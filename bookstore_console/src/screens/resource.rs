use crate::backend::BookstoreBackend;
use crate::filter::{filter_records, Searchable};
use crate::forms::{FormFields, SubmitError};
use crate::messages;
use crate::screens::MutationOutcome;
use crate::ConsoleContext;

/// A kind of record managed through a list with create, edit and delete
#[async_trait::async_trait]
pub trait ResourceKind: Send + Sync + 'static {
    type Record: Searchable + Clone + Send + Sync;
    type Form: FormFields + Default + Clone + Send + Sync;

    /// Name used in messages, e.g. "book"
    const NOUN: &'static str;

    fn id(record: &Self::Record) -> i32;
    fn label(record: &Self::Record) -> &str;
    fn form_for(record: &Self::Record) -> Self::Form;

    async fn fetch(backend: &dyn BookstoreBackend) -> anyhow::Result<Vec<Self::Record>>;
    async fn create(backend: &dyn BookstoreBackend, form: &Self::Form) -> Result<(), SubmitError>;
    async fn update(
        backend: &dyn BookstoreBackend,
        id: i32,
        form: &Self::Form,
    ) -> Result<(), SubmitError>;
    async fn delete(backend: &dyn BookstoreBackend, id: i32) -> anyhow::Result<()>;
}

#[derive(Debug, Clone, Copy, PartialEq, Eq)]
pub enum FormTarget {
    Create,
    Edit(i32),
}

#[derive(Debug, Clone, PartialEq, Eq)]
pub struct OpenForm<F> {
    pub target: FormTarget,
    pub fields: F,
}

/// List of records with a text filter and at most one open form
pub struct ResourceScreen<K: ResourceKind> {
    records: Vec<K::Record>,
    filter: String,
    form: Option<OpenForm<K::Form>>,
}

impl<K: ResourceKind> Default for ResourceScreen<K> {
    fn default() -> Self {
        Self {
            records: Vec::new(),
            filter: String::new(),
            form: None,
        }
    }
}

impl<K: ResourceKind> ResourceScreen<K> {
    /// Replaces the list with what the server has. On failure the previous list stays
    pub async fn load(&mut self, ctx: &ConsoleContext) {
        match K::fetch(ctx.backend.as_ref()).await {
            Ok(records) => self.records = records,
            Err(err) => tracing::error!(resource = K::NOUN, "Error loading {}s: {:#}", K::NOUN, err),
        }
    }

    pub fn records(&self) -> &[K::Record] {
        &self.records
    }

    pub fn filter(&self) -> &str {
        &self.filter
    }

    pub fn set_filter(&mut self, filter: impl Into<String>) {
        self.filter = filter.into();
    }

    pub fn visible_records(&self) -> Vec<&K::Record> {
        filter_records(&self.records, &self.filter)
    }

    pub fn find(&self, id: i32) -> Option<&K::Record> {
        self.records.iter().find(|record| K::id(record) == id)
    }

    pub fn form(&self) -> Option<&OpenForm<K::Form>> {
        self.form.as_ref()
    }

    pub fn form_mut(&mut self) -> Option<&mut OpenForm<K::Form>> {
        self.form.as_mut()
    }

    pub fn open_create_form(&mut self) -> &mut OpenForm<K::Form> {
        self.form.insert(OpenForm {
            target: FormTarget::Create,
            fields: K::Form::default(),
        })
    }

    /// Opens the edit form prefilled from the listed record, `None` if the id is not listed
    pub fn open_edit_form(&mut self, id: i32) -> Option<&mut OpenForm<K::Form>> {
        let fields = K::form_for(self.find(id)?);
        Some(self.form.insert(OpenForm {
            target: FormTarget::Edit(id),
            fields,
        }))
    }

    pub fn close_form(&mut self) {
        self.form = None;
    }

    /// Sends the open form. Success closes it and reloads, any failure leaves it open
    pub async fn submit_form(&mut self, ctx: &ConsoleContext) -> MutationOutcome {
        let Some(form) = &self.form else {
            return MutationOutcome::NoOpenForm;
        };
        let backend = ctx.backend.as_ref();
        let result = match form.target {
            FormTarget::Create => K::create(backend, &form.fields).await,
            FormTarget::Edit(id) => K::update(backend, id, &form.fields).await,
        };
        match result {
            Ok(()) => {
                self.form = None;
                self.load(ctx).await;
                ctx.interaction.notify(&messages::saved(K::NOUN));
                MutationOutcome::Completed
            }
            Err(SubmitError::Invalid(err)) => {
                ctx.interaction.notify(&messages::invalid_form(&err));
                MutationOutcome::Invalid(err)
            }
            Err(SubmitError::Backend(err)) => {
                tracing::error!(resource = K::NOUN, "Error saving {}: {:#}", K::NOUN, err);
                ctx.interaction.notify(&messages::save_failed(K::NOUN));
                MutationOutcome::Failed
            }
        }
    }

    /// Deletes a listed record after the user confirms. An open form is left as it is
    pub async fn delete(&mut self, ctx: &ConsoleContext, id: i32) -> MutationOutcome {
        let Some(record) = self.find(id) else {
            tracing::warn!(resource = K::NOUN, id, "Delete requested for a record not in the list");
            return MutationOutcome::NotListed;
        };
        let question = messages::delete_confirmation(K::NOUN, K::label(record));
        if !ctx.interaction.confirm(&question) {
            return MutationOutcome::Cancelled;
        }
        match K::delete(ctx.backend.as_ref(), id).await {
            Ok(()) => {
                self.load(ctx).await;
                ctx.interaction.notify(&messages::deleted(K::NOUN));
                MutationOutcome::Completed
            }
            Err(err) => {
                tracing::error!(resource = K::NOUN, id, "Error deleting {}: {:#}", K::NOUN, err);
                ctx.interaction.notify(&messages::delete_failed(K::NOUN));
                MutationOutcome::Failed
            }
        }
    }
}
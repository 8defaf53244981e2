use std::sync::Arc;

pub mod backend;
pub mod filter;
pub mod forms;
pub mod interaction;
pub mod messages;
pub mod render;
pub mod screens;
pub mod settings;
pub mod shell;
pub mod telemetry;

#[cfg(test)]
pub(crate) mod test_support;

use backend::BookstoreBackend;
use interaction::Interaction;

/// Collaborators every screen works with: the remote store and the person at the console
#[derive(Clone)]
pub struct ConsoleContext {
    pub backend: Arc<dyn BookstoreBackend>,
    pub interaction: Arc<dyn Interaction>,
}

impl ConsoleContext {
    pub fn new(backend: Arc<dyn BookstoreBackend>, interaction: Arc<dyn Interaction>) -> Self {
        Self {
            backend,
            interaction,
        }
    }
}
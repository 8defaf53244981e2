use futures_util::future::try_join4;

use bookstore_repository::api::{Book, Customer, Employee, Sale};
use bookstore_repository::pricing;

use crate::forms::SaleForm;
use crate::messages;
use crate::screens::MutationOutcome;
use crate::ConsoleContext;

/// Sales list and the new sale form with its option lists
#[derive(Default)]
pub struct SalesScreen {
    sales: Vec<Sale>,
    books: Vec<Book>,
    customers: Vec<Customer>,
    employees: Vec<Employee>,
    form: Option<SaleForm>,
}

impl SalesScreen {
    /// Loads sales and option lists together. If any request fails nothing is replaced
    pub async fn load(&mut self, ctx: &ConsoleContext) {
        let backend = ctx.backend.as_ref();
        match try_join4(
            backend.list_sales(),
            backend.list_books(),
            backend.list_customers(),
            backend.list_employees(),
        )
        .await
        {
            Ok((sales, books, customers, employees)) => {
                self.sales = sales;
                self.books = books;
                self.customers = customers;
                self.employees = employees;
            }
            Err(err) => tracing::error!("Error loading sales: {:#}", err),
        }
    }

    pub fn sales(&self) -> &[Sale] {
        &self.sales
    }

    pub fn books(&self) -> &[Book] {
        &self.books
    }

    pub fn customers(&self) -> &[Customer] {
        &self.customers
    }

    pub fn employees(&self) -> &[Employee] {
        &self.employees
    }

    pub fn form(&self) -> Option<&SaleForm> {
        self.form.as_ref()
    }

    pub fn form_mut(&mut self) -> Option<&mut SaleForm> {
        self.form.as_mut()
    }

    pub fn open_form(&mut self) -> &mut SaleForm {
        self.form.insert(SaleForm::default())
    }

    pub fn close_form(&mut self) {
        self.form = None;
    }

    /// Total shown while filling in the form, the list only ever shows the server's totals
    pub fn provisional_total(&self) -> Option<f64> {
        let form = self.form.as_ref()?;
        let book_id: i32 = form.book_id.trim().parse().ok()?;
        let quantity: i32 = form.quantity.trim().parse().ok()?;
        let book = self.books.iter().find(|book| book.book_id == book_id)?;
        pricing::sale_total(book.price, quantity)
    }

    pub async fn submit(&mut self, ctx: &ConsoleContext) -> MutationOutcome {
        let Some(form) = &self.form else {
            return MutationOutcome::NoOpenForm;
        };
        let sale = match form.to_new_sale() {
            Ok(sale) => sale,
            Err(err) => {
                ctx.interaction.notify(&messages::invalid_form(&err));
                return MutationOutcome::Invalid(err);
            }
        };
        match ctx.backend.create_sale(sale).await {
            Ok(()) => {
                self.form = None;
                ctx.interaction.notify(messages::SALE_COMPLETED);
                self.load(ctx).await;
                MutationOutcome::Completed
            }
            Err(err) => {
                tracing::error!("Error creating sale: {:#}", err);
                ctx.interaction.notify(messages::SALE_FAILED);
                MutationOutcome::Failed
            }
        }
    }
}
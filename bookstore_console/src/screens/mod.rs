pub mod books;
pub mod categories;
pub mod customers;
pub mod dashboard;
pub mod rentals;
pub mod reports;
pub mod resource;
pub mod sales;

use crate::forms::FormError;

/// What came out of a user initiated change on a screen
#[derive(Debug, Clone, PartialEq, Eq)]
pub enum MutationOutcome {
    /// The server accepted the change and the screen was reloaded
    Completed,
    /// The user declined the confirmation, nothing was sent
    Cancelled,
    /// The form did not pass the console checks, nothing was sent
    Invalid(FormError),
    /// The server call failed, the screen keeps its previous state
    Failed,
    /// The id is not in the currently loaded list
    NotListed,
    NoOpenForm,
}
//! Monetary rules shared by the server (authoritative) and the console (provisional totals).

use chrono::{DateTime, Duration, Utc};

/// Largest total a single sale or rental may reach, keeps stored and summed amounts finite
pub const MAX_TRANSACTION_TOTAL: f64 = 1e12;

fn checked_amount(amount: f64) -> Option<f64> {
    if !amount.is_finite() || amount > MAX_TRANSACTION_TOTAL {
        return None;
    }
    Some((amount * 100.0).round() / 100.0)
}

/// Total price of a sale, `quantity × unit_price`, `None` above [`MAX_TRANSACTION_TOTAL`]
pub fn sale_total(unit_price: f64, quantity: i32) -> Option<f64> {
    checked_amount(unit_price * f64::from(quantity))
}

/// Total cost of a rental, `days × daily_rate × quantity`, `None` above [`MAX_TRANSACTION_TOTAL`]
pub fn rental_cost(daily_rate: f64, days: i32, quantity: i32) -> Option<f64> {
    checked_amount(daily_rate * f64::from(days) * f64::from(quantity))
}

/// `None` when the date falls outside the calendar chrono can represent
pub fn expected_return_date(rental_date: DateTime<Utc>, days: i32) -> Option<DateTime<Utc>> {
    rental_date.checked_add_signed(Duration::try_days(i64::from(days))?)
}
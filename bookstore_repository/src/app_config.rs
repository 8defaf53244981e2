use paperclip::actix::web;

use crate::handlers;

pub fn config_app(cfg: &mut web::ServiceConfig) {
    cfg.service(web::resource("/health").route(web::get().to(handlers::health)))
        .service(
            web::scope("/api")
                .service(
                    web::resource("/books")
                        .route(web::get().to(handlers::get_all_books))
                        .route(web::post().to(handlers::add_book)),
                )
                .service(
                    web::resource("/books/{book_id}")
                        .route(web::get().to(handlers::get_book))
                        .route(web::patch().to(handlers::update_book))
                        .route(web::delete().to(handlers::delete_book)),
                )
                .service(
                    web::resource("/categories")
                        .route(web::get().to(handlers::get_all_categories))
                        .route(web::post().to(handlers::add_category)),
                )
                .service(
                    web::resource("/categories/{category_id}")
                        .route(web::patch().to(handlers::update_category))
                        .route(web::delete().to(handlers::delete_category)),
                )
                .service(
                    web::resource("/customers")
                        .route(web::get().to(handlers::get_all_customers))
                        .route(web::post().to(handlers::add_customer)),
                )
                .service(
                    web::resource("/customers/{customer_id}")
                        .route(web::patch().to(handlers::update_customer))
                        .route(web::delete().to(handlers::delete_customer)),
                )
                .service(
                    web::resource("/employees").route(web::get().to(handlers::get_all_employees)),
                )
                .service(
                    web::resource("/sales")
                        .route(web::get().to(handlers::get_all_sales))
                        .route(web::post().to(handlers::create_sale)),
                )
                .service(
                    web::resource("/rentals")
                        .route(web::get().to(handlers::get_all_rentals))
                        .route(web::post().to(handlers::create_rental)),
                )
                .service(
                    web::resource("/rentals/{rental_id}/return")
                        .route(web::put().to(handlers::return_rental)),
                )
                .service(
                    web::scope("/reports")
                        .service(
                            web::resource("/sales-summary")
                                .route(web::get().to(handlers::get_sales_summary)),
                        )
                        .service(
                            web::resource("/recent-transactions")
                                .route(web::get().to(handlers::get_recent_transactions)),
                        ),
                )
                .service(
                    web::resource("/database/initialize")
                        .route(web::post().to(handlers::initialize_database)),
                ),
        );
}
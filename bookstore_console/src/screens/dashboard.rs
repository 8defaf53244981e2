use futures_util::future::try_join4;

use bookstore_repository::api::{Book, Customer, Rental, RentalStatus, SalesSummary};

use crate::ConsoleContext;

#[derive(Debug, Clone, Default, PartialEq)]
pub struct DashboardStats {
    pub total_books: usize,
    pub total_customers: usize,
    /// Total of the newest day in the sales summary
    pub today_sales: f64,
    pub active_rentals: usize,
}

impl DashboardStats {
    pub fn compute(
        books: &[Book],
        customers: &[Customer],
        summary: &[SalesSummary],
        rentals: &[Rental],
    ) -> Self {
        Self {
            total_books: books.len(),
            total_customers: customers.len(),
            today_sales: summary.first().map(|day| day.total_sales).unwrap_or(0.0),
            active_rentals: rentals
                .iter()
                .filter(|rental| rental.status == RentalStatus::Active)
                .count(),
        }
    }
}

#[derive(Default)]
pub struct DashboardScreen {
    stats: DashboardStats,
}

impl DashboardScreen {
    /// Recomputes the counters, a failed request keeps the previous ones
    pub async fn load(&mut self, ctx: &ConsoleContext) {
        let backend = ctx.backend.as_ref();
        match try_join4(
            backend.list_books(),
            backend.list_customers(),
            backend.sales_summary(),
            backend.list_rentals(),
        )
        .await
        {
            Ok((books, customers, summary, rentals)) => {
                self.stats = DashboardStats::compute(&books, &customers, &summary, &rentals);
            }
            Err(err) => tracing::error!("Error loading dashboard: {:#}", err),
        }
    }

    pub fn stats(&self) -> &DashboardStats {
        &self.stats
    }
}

→ TASK TO COMPLETE: Output the material above exactly, but only from the line that carries "self.form.insert(SaleForm::default())" through the line that carries "pub enum MutationOutcome".

→ TASK RESPONSE:
        self.form.insert(SaleForm::default())
    }

    pub fn close_form(&mut self) {
        self.form = None;
    }

    /// Total shown while filling in the form, the list only ever shows the server's totals
    pub fn provisional_total(&self) -> Option<f64> {
        let form = self.form.as_ref()?;
        let book_id: i32 = form.book_id.trim().parse().ok()?;
        let quantity: i32 = form.quantity.trim().parse().ok()?;
        let book = self.books.iter().find(|book| book.book_id == book_id)?;
        pricing::sale_total(book.price, quantity)
    }

    pub async fn submit(&mut self, ctx: &ConsoleContext) -> MutationOutcome {
        let Some(form) = &self.form else {
            return MutationOutcome::NoOpenForm;
        };
        let sale = match form.to_new_sale() {
            Ok(sale) => sale,
            Err(err) => {
                ctx.interaction.notify(&messages::invalid_form(&err));
                return MutationOutcome::Invalid(err);
            }
        };
        match ctx.backend.create_sale(sale).await {
            Ok(()) => {
                self.form = None;
                ctx.interaction.notify(messages::SALE_COMPLETED);
                self.load(ctx).await;
                MutationOutcome::Completed
            }
            Err(err) => {
                tracing::error!("Error creating sale: {:#}", err);
                ctx.interaction.notify(messages::SALE_FAILED);
                MutationOutcome::Failed
            }
        }
    }
}
filename bookstore_console/src/screens/mod.rs
pub mod books;
pub mod categories;
pub mod customers;
pub mod dashboard;
pub mod rentals;
pub mod reports;
pub mod resource;
pub mod sales;

use crate::forms::FormError;

/// What came out of a user initiated change on a screen
#[derive(Debug, Clone, PartialEq, Eq)]
pub enum MutationOutcome {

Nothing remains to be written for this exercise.